Imaginez un instant que vous vous trouviez quelque part en pleine nature.
C'est le printemps, il fait beau, les arbres sont en fleur. Votre regard est justement attiré par les vives couleurs de l'une de ces fleurs. Vous tendez le bras, saisissez la branche sur laquelle elle pousse, et l'amenez jusqu'à vous pour sentir son délicieux parfum.
Réfléchissons un peu : au cours de cette courte scène, que s'est-il passé exactement ? Il a d'abord fallu que la lumière émise par notre Soleil parvienne jusqu'à cette fleur. Puis que les pigments dont elle se couvre renvoient une partie de cette lumière, qui va cheminer jusqu'à vos yeux. Cela veut dire que les pigments doivent avoir la bonne composition moléculaire pour renvoyer ces longueurs d'ondes lumineuses, et que vos yeux doivent avoir des récepteurs adaptés pour transmettre une information à votre cerveau. Lequel, par un jeu de connexions nerveuses faisant lui-même intervenir des messages électriques, va envoyer à vos muscles l'ordre de se contracter pour que votre main attrape la branche. Il faut ensuite que cette branche ait à la fois assez de solidité pour ne pas céder à la pression que vous exercez dessus, et assez de souplesse pour que vous puissiez la déplacer. La fleur parvenue jusqu'à votre nez, vous captez donc les molécules de parfum qu'elle émet en permanence dans l'atmosphère, et il faut encore que vous disposiez des bons capteurs pour réceptionner ces molécules afin d'en reconnaître l'odeur.
Et pendant ce temps, combien de milliers d'opérations se déroulent sans que l'on y prête attention ? Dans les feuilles de l'arbre, la lumière solaire est captée et utilisée pour former, à partir des matières premières que ses racines absorbent, des molécules énergétiques qui seront l'élément de base de tout le processus de la chaîne alimentaire. En même temps que vous inspirez le parfum, l'air est aspiré dans vos poumons, où son dioxygène est récupéré par les globules rouges présents dans votre sang pour alimenter toutes les cellules de votre organisme. Ce sang qui est lui-même propulsé à travers tout votre corps par les battements de votre cœur, pendant qu'en permanence, votre cerveau reçoit et interprète des informations de chacun de vos six sens (qui sont la vue, l'ouïe, l'odorat, le goût, le toucher et l'équilibre) pour envoyer un grand nombre d'autres ordres.

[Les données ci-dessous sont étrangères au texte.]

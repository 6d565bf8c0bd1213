/*
 * SPDX-License-Identifier: Apache-2.0
 * Copyright 2025 ByteDance and/or its affiliates.
 */

use std::io;
use std::os::fd::{AsRawFd, RawFd};

use libc::c_int;
use socket2::{Domain, Socket, Type};

use iops_types::platform::PlatformFamily;

use super::SocketSys;
use super::unix::{get_int_opt, set_int_opt};

pub struct LinuxSys;

impl SocketSys for LinuxSys {
    const FAMILY: PlatformFamily = PlatformFamily::Linux;
    const RAW_HANDLE_TYPE: &'static str = "c_int";
    const DUAL_STACK_IPV4_PKTINFO: bool = false;

    type RawHandle = RawFd;

    #[inline]
    fn raw_handle(socket: &Socket) -> RawFd {
        socket.as_raw_fd()
    }

    fn new_nonblocking(domain: Domain, ty: Type) -> io::Result<Socket> {
        Socket::new(domain, ty.nonblocking(), None)
    }

    fn set_addr_reuse(socket: &Socket) -> io::Result<()> {
        socket.set_reuse_address(true)?;
        // load balanced between all sockets bound to the same port
        socket.set_reuse_port(true)
    }

    fn set_recv_ip_pktinfo(socket: &Socket, enable: bool) -> io::Result<()> {
        set_int_opt(socket, libc::IPPROTO_IP, libc::IP_PKTINFO, enable as c_int)
    }

    fn set_recv_ipv6_pktinfo(socket: &Socket, enable: bool) -> io::Result<()> {
        super::unix::set_recv_ipv6_pktinfo(socket, enable)
    }

    fn prepare_bind_no_port(socket: &Socket) -> io::Result<()> {
        set_int_opt(
            socket,
            libc::IPPROTO_IP,
            libc::IP_BIND_ADDRESS_NO_PORT,
            1 as c_int,
        )
    }
}

impl LinuxSys {
    pub fn incoming_cpu<T: AsRawFd>(fd: &T) -> io::Result<usize> {
        let cpu_id = get_int_opt(fd, libc::SOL_SOCKET, libc::SO_INCOMING_CPU)?;
        usize::try_from(cpu_id).map_err(|e| io::Error::other(format!("invalid cpu id: {e}")))
    }

    pub fn set_incoming_cpu<T: AsRawFd>(fd: &T, cpu_id: usize) -> io::Result<()> {
        let cpu_id = c_int::try_from(cpu_id)
            .map_err(|_| io::Error::new(io::ErrorKind::InvalidInput, "out of range cpu id"))?;
        set_int_opt(fd, libc::SOL_SOCKET, libc::SO_INCOMING_CPU, cpu_id)
    }
}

Chaque instant de la vie, chaque petite interaction du quotidien est ainsi constitué d'un grand nombre de réactions physiques et chimiques complexes qui se produisent en permanence, par le jeu de molécules constituées d'un très grand nombre d'atomes. Le Tableau Périodique des Éléments recense chacune des différentes sortes d'atomes qui existent : il y en existe en tout plus d'une centaine. Chacun d'eux à des propriétés différentes, et c'est cette grande variété qui permet au monde tel que nous le connaissons d'exister. Et pourtant… pourtant, au début, l'on semblait bien loin de pouvoir mettre ça en œuvre…
Revenons en arrière.
Loin, très loin en arrière. Aussi loin que possible, en fait : jusqu'à ce que l'on appelle le « Big Bang », et qui correspond à l'instant le plus lointain auquel nous pouvons accéder(1). À partir de ce point, nous pouvons reprendre la marche du temps dans le bon sens et commencer à noter ce qui va se passer.

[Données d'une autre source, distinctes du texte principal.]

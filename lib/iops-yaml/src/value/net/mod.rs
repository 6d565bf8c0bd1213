/*
 * SPDX-License-Identifier: Apache-2.0
 * Copyright 2025 ByteDance and/or its affiliates.
 */

mod buf;
mod config;
mod sockopt;

pub use buf::as_socket_buffer_config;
pub use config::as_socket_config;
pub use sockopt::as_socket_misc_opts;
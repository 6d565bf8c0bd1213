/*
 * SPDX-License-Identifier: Apache-2.0
 * Copyright 2025 ByteDance and/or its affiliates.
 */

use std::str::FromStr;

use anyhow::anyhow;
use yaml_rust::Yaml;

use iops_types::platform::PlatformFamily;

pub fn as_platform_family(v: &Yaml) -> anyhow::Result<PlatformFamily> {
    if let Yaml::String(s) = v {
        PlatformFamily::from_str(s)
    } else {
        Err(anyhow!(
            "yaml value type for 'PlatformFamily' should be 'string'"
        ))
    }
}
/*
 * SPDX-License-Identifier: Apache-2.0
 * Copyright 2025 ByteDance and/or its affiliates.
 */

/// Keys are matched case-insensitively, with '-' and '_' treated the same.
pub fn normalize(raw: &str) -> String {
    raw.to_lowercase().replace('-', "_")
}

Aux tous premiers instants que nous observons, l'univers contient de toutes petites particules, appelées quarks. Très rapidement, ces particules se sont réunies trois par trois pour en former d'autres, plus grosses. Ces nouvelles particules étaient de deux sortes, dont vous avez sans doute entendu parler : des protons et des neutrons. À la toute première seconde, ces protons et ces neutrons, qui sont tous deux regroupés sous l'appellation « nucléons », erraient librement dans l'espace, aux côtés de trois autres sortes de particules : électrons, photons et neutrinos.
Mais l'espace dont nous disposons est encore très réduit(2). Toutes ces particules peuvent errer au hasard, mais le manque de place fait qu'elles se cognent très souvent les unes contre les autres. Les collisions sont très fréquentes. Lorsqu'elles se produisent entre deux nucléons, ceux-ci restent collés l'un à l'autre et cheminent quelque peu ensemble. Mais cela ne dure pas longtemps, car inexorablement, arrive un photon qui percute ce couple et le sépare.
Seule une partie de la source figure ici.